Similarly in May 2020, Business Insider released an article about the correlation between lockdown duration and excess deaths. They state outright: “Later lockdowns suggest higher excess death rates.” They similarly suggest places that are quicker to lock down have lower excess death rates.
The use of excess deaths can be illuminating because the data would ameliorate many issues with misclassifying Covid deaths. Covid-19 death counts are susceptible to under-or overcounting from misdiagnosis and errors in reporting. Furthermore, excess death data surmounts the reporting obstacle and simply accounts for the total number of deaths from all causes at a given place and time. We can therefore gauge the pandemic’s mortality impact by comparing 2020 excess deaths to a historical average of excess deaths under ‘normal’ conditions.
As an increasing amount of data has become available, better statistical examinations of the excess death data have become possible. Examinations that utilize traditional statistical tools represent an important opportunity to explicitly test claims like those made about the efficacy of SIP orders.
One such study was recently released by the National Bureau of Economic Research (NBER) working paper series. The paper, “The Impact of the COVID-19 Pandemic and Policy Responses on Excess Mortality,” uses excess death data from 43 countries and all US states to run an event study framework and determine whether there was a significant change in excess deaths after SIP implementation.
The research, while finding slight differences in SIP impact across states and countries, concludes that “following the implementation of SIP policies, excess mortality increases.” This finding runs counter to the general claims from those supportive of SIP policies. Further, they note that the research did not produce an observable difference in excess death trends before and after the SIP was implemented. They explain that “when comparing across countries, we observe a general upward trend, indicating that countries with a longer duration of SIP policies are the ones with higher excess deaths per 100,000 residents in the 24 weeks following [the first] COVID-19 death.”
While these findings are preliminary and will undergo further peer review, they provide interesting evidence that suggests SIP policies might not lead to the claimed and desired results. The authors acknowledge some limitations to their work, especially in its ability to test for the counterfactual and in the issues surrounding the measurement of total mortality numbers.

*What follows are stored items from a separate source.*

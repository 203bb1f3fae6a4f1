use anyhow::Context;
use gk_auth::KeyringTokenStore;
use gk_config::{DeclaredConfigStore, GitKeysConfig, ResolvedPaths, session_from};
use gk_core::{DeclaredConfig, Session};
use gk_discovery::{BackupStore, Scanner};
use gk_lifecycle::Toolkit;
use gk_platform::HttpConnector;
use gk_ssh::{HostProbe, SshAdd, SshKeygen, SshProbe};

/// Collaborators and paths resolved once at startup.
pub struct AppContext {
    pub settings: GitKeysConfig,
    pub paths: ResolvedPaths,
    pub session: Session,
    pub store: DeclaredConfigStore,
    pub backups: BackupStore,
    pub keys: SshKeygen,
    pub agent: SshAdd,
    pub tokens: KeyringTokenStore,
    pub connector: HttpConnector,
    probe: Option<SshProbe>,
}

impl AppContext {
    /// Resolve paths and build the real collaborators.
    ///
    /// The machine name comes from the declared config when one loads, and
    /// from host detection otherwise.
    pub fn init(settings: GitKeysConfig) -> anyhow::Result<Self> {
        let paths = settings
            .paths
            .resolve()
            .context("failed to resolve git-keys paths")?;
        let store = DeclaredConfigStore::new(&paths.config_file);

        let machine_name = match store.load_optional() {
            Ok(Some(declared)) => declared.machine.name,
            Ok(None) => gk_config::machine::detect().name,
            Err(error) => {
                tracing::debug!(%error, "declared config unreadable at startup");
                gk_config::machine::detect().name
            }
        };
        let session = session_from(&paths, &machine_name, chrono::Utc::now());

        let connector =
            HttpConnector::new().context("failed to build the platform HTTP client")?;
        let probe = settings
            .probe
            .enabled
            .then(|| SshProbe::new(settings.probe.timeout()));

        Ok(Self {
            backups: BackupStore::new(&paths.backup_dir),
            tokens: KeyringTokenStore::new(
                settings.keyring.service_prefix.clone(),
                settings.keyring.env_fallback,
            ),
            agent: SshAdd::for_current_os(),
            keys: SshKeygen,
            connector,
            probe,
            store,
            session,
            paths,
            settings,
        })
    }

    /// Collaborators for the lifecycle sagas.
    #[must_use]
    pub fn toolkit(&self) -> Toolkit<'_> {
        Toolkit {
            session: &self.session,
            keys: &self.keys,
            tokens: &self.tokens,
            connector: &self.connector,
            probe: self.probe.as_ref().map(|p| p as &dyn HostProbe),
        }
    }

    #[must_use]
    pub fn scanner(&self) -> Scanner<'_> {
        Scanner {
            session: &self.session,
            keys: &self.keys,
            agent: &self.agent,
            tokens: &self.tokens,
            connector: &self.connector,
        }
    }

    /// The declared config; commands that act on it fail without one.
    pub fn declared(&self) -> anyhow::Result<DeclaredConfig> {
        self.store
            .load()
            .with_context(|| format!("failed to load {}", self.store.path().display()))
    }

    /// Persist the declared config.
    pub fn save(&self, config: &DeclaredConfig) -> anyhow::Result<()> {
        self.store
            .save(config)
            .with_context(|| format!("failed to save {}", self.store.path().display()))
    }
}

#[cfg(test)]
pub fn settings_in(dir: &std::path::Path) -> GitKeysConfig {
    let path = |name: &str| dir.join(name).to_string_lossy().into_owned();
    let mut settings = GitKeysConfig::default();
    settings.paths.config_file = path(".git-keys.toml");
    settings.paths.ssh_dir = path(".ssh");
    settings.paths.ssh_config = path(".ssh/config");
    settings.paths.gitconfig = path(".gitconfig");
    settings.paths.backup_dir = path(".git-keys/backups");
    settings.probe.enabled = false;
    settings
}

Despite these limitations, this study represents a welcome turn to the “‘real world’ impact of SIP policies,” not modelers’ assumptions about perfect implementation and adherence. Among the most interesting parts of the study is their view that based on the evidence, individual behavior and response to the Covid-19 risk might have changed even without an implementation of SIP, implying that SIPs are potentially gratuitous. Findings like these are based on actual data and use solid methodological approaches that are hard to ignore.
Their overarching finding is that SIPs are largely ineffective at reducing excess mortality (except perhaps where populations can be completely isolated). These sorts of studies are of particular importance when expansive and drastic public policies––no matter how seemingly well-intentioned––are implemented. More studies like this one that use real data are needed to better understand both the issues that surround current policy and how to respond to similar problems in the future.
Ultimately, these early findings reinforce the core difficulty that policy planners face. Planners can never know enough to plan for every eventuality, nor can they accurately predict what their plans will actually do. As a result, plans often end up based on a “pretense of knowledge” rather than real-world evidence or understanding.